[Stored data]
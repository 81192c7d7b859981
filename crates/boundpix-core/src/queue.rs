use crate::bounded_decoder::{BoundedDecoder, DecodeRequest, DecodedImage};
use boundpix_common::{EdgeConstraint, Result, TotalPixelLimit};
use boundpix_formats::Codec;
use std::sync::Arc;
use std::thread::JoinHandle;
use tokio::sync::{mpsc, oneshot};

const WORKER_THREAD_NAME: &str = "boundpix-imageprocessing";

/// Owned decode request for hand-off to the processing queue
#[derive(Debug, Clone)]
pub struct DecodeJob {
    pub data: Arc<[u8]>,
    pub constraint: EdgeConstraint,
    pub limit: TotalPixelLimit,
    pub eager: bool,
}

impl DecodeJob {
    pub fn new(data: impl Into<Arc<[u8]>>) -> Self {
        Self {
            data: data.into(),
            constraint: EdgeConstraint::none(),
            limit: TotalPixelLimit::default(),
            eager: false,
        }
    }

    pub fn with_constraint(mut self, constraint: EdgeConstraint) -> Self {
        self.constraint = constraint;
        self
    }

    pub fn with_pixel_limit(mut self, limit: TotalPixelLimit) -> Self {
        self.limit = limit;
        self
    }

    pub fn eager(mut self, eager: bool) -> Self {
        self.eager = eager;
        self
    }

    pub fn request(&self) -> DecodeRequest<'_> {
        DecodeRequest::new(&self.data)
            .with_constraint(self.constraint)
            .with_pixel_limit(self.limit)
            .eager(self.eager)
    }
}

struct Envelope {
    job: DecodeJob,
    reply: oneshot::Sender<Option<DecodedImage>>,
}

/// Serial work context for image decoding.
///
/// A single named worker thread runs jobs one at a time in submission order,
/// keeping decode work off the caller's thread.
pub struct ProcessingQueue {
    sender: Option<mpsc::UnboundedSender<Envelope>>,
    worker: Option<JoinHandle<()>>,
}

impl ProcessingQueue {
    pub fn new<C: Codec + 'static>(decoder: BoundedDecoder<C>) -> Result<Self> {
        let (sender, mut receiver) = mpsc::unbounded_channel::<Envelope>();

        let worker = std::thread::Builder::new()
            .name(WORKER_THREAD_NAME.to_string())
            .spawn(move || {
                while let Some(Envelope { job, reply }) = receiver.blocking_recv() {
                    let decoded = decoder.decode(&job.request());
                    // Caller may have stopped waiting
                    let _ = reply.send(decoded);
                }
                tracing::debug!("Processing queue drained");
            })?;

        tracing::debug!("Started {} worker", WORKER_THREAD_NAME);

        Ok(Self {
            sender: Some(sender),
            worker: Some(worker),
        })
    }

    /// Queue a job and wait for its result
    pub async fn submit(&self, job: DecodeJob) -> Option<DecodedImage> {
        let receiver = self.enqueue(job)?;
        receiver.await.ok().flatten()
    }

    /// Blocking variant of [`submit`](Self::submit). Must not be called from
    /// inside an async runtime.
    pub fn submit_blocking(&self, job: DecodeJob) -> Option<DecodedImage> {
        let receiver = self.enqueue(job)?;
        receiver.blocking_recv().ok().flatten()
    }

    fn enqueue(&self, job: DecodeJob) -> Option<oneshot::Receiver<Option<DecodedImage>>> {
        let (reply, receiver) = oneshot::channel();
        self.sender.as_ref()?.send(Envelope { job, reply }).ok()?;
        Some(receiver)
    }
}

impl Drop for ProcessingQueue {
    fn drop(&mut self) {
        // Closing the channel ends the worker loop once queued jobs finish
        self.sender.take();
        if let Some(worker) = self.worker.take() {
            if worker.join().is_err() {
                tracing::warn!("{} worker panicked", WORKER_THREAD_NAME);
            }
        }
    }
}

* * *

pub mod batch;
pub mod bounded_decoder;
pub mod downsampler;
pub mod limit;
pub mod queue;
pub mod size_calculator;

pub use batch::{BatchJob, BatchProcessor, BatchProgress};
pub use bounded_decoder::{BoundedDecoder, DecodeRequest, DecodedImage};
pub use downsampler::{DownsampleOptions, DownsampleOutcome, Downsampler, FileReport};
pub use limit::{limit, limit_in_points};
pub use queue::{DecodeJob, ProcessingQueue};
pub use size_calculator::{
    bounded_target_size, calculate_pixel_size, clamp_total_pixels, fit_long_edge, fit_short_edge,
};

---

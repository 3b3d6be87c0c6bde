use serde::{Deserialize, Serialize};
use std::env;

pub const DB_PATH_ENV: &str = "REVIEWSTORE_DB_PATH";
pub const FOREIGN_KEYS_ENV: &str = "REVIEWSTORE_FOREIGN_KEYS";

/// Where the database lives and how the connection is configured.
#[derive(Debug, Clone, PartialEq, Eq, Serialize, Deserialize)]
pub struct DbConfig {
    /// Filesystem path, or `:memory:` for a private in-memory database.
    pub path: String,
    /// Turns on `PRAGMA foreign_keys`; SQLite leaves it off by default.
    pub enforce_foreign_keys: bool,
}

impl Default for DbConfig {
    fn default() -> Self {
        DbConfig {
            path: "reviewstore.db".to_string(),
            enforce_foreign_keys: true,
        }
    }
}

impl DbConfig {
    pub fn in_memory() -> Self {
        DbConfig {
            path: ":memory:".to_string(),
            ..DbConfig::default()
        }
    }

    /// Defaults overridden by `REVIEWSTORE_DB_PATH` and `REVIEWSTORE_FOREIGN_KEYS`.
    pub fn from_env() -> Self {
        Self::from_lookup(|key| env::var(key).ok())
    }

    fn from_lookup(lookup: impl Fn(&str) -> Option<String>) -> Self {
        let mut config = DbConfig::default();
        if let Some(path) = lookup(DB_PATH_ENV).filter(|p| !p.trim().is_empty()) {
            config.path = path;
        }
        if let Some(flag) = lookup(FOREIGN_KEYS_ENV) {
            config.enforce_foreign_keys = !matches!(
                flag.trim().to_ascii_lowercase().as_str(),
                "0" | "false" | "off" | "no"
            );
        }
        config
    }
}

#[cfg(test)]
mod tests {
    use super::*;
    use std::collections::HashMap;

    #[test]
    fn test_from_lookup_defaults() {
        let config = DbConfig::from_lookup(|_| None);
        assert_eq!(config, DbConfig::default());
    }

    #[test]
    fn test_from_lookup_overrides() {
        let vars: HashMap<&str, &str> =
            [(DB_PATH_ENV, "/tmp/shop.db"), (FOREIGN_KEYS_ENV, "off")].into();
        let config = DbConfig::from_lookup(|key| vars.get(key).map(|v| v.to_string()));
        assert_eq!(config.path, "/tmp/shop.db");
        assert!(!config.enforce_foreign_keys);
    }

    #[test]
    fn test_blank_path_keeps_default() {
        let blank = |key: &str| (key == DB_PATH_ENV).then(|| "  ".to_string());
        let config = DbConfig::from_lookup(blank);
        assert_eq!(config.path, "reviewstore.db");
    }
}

◆ How to complete this task
Which lines of the data contain "bool"? Copy them all.

◆ Task output
    pub eager: bool,
    pub fn eager(mut self, eager: bool) -> Self {
    pub enforce_foreign_keys: bool,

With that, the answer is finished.